My research focuses on developing next-generation computational tools for medical AI and drug discovery, with particular emphasis on leveraging modern artificial intelligence methods, especially large language models, to accelerate pharmaceutical research and development. My research follows a comprehensive pipeline: processing clinical multimodal information to uncover disease mechanisms, and subsequently designing targeted therapeutics to modulate biological functions. I lead a team developing intelligent platforms for drug discovery and have achieved breakthroughs in core algorithms for drug virtual screening workflows, including protein representation, pocket detection, conformational docking, molecular generation, and activity scoring.

I have published over 40 papers as first or corresponding author in prestigious journals and conferences including Nature Machine Intelligence, Nature Computational Science, Nature Communications, ICML, ICLR, and NeurIPS. I currently lead several major research projects including National Key R&D Program International Cooperation Projects and National Natural Science Foundation projects.

Join Our Team

We are always looking for talented and motivated researchers to join our team. If you are interested in, please feel free to contact me with your CV and research interests.
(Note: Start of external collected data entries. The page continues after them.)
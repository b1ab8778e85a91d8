//! UI Components
//!
//! Reusable Leptos components.

mod chart;
mod confirm_button;
mod footer_bar;
mod header_bar;
mod tracker_card;

pub use chart::Chart;
pub use confirm_button::ConfirmButton;
pub use footer_bar::FooterBar;
pub use header_bar::HeaderBar;
pub use tracker_card::TrackerCard;
//! Sparkline Bar Math
//!
//! Maps a counter's value log to normalized bar heights for display.
//! Pure functions only; rendering lives with the caller.

/// How many of the most recent log entries a chart shows.
pub const WINDOW: usize = 20;

/// A single normalized bar.
#[derive(Clone, Copy, Debug, PartialEq)]
pub struct Bar {
    /// Height as a percentage of the tallest magnitude, 0.0..=100.0
    pub height: f64,
    /// Whether the underlying value was below zero
    pub negative: bool,
}

/// Normalize a value log into bars for the most recent [`WINDOW`] entries.
///
/// The scale is the largest magnitude across the whole log, floored at 1
/// so an all-zero log divides cleanly.
pub fn bars(values: &[i64]) -> Vec<Bar> {
    let scale = values
        .iter()
        .map(|v| v.unsigned_abs())
        .max()
        .unwrap_or(0)
        .max(1) as f64;

    let start = values.len().saturating_sub(WINDOW);
    values[start..]
        .iter()
        .map(|&v| Bar {
            height: v.unsigned_abs() as f64 / scale * 100.0,
            negative: v < 0,
        })
        .collect()
}

#[cfg(test)]
mod tests {
    use super::*;

    #[test]
    fn all_zero_log_produces_zero_heights() {
        let bars = bars(&[0, 0, 0]);
        assert_eq!(bars.len(), 3);
        assert!(bars.iter().all(|b| b.height == 0.0 && !b.negative));
    }

    #[test]
    fn empty_log_produces_no_bars() {
        assert!(bars(&[]).is_empty());
    }

    #[test]
    fn single_entry_fills_the_chart() {
        assert_eq!(
            bars(&[5]),
            vec![Bar {
                height: 100.0,
                negative: false
            }]
        );
    }

    #[test]
    fn long_log_is_windowed_to_the_last_entries() {
        let log: Vec<i64> = (1..=25).collect();
        let bars = bars(&log);
        assert_eq!(bars.len(), WINDOW);
        // First rendered bar corresponds to log entry 6 (25 - 20 + 1).
        assert_eq!(bars[0].height, 6.0 / 25.0 * 100.0);
        assert_eq!(bars[WINDOW - 1].height, 100.0);
    }

    #[test]
    fn scale_covers_entries_outside_the_window() {
        let mut log = vec![1000];
        log.extend(1..=24i64);
        let bars = bars(&log);
        assert_eq!(bars.len(), WINDOW);
        assert!(bars.iter().all(|b| b.height <= 100.0));
        assert_eq!(bars[WINDOW - 1].height, 24.0 / 1000.0 * 100.0);
    }

    #[test]
    fn negative_values_use_magnitude_and_flag_sign() {
        let bars = bars(&[-10, 5]);
        assert_eq!(bars[0].height, 100.0);
        assert!(bars[0].negative);
        assert_eq!(bars[1].height, 50.0);
        assert!(!bars[1].negative);
    }

    #[test]
    fn i64_min_magnitude_does_not_overflow() {
        let bars = bars(&[i64::MIN]);
        assert_eq!(bars[0].height, 100.0);
        assert!(bars[0].negative);
    }
}
#![allow(warnings)]
//! GTracker Frontend Entry Point

mod app;
mod components;
mod files;
mod history;
mod models;
mod storage;
mod store;

use app::App;
use leptos::prelude::*;

fn main() {
    console_error_panic_hook::set_once();
    mount_to_body(App);
}
//! Footer Bar Component
//!
//! Export / import / reset-all controls.

use leptos::prelude::*;
use leptos::task::spawn_local;
use wasm_bindgen::JsCast;

use crate::components::ConfirmButton;
use crate::files;
use crate::store::use_tracker_store;

#[component]
pub fn FooterBar() -> impl IntoView {
    let store = use_tracker_store();

    let on_export = move |_| {
        if let Err(err) = files::download_trackers(&store.trackers_untracked()) {
            web_sys::console::error_1(&format!("[EXPORT] {err}").into());
        }
    };

    // Async file read; the parsed result replaces the tracker set in one
    // state update. A bad document aborts with an alert and no change.
    let on_import = move |ev: web_sys::Event| {
        let Some(input) = ev
            .target()
            .and_then(|t| t.dyn_into::<web_sys::HtmlInputElement>().ok())
        else {
            return;
        };
        let Some(file) = input.files().and_then(|files| files.get(0)) else {
            return;
        };
        // Clear the input so picking the same file again re-fires change
        input.set_value("");

        spawn_local(async move {
            let parsed = files::read_file_text(&file)
                .await
                .and_then(|text| files::parse_trackers(&text));
            match parsed {
                Ok(trackers) => store.import_trackers(trackers),
                Err(err) => {
                    web_sys::console::error_1(&format!("[IMPORT] {err}").into());
                    if let Some(win) = web_sys::window() {
                        let _ = win.alert_with_message("Invalid JSON file");
                    }
                }
            }
        });
    };

    view! {
        <footer class="app-footer">
            <button class="export-btn" on:click=on_export>"Export"</button>

            <label class="import">
                "Import"
                <input
                    type="file"
                    accept="application/json"
                    hidden
                    on:change=on_import
                />
            </label>

            <ConfirmButton
                button_class="reset-btn"
                label="Clear all"
                prompt="Delete all trackers?"
                on_confirm=Callback::new(move |_| store.reset_all())
            />
        </footer>
    }
}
Email: chenguangyong@him.cas.cn

News

  • 2025.08: [Nature Communications] Our work PhyloTune (Corresponding Author) is published! We developed an efficient method to accelerate phylogenetic updates using a pretrained DNA language model, achieving significant speedup in evolutionary analysis.
  • 2025.08: [Advanced Science] Our paper scHeteroNet (Corresponding Author) is published! We proposed a heterophily-aware graph neural network for accurate cell type annotation and novel cell detection in single-cell analysis.
  • 2025.07: [Bioinformatics] Our paper DivPro (Corresponding Author) is published! It introduces a novel approach for diverse protein sequence design with direct structure recovery guidance, enhancing the efficiency of protein engineering.
  • 2025.01: [Nature Communications] Our work on Unified Molecular Representation (Corresponding Author) is published! We developed an explainable molecular representation learning method for imperfectly annotated data from a hypergraph perspective.
  • 2025.01: [Journal of the American Chemical Society] Our research on Small CAG Repeat RNA (Corresponding Author) is published! We discovered that these RNAs form duplex structures with sticky ends that promote RNA condensation, providing new insights into repeat-expansion diseases.